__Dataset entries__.
__________

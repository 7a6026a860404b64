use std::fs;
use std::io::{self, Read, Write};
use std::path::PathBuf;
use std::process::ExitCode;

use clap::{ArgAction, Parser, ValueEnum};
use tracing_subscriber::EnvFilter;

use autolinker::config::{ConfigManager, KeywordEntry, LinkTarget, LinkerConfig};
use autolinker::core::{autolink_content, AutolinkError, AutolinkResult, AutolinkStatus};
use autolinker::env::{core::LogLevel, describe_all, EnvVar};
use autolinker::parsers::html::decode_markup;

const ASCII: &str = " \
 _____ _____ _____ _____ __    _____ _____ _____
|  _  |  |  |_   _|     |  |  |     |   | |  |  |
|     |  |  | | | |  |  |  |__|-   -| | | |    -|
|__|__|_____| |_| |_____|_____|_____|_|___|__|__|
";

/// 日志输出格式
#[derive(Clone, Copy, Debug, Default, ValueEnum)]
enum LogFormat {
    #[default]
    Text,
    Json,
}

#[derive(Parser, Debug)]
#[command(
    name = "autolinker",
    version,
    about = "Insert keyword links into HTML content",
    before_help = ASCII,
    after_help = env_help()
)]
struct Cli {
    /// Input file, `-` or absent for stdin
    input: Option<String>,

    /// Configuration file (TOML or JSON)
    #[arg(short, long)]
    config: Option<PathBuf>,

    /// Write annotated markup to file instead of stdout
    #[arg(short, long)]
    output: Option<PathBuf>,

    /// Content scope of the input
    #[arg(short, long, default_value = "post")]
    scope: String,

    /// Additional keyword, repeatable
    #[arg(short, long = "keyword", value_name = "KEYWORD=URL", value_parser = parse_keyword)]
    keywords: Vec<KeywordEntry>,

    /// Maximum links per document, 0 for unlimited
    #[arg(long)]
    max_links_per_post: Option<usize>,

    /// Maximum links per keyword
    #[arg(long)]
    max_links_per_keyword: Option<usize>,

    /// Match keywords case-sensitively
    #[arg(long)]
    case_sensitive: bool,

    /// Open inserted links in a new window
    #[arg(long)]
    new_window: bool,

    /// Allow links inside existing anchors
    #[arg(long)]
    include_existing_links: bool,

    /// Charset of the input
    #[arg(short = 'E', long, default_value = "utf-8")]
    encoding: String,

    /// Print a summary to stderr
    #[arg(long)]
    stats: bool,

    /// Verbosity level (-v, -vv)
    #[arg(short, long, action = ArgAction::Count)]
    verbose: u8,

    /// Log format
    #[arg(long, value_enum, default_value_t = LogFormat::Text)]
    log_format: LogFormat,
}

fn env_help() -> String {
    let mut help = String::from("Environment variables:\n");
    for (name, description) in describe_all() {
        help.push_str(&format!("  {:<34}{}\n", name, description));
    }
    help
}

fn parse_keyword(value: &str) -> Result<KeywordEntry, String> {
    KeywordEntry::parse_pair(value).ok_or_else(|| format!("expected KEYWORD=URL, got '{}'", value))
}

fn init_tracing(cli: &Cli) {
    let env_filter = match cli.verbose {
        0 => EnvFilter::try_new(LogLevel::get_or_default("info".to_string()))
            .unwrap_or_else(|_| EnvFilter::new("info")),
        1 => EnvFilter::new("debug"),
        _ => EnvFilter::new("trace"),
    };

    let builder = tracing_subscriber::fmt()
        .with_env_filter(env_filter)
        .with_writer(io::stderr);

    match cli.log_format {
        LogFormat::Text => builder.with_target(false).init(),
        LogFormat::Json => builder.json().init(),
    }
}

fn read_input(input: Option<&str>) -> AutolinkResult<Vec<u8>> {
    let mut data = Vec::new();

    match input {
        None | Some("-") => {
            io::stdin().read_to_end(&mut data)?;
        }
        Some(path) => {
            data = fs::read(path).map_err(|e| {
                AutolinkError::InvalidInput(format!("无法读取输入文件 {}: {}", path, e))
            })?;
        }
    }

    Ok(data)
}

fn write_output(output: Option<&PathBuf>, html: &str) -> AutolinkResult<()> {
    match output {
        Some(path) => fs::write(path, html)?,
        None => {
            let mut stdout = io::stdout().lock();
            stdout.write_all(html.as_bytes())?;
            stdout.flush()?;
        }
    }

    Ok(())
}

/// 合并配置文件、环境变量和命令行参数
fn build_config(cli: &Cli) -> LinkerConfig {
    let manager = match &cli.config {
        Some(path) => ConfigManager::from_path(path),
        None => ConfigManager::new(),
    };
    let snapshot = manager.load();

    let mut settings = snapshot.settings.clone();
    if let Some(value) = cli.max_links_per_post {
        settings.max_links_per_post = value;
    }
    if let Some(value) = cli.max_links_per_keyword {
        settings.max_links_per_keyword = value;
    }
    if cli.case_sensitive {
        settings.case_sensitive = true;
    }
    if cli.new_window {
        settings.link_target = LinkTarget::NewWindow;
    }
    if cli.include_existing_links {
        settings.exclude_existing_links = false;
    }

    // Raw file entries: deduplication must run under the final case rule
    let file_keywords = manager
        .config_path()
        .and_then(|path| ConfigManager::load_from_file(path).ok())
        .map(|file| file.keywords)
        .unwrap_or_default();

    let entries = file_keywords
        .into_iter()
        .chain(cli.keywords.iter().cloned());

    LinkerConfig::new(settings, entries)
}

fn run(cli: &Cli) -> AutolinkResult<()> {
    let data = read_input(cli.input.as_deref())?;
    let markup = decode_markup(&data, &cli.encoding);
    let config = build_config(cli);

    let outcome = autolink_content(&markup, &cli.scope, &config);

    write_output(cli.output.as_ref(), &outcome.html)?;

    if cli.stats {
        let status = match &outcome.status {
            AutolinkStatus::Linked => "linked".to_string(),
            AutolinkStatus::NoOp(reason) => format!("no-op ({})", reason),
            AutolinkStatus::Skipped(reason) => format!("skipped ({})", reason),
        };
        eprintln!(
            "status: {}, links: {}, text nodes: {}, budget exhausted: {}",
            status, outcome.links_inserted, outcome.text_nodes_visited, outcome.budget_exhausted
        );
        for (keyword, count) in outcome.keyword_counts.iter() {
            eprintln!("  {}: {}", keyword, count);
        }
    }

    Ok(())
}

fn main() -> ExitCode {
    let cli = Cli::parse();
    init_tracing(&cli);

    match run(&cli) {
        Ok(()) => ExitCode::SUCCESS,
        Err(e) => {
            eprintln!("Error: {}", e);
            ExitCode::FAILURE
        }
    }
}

__________

__WHAT YOU HAVE TO DO__.
In the entries, some lines may contain the word "EnvFilter". Give how many do, as a number by itself.

__TASK SOLUTION__.
5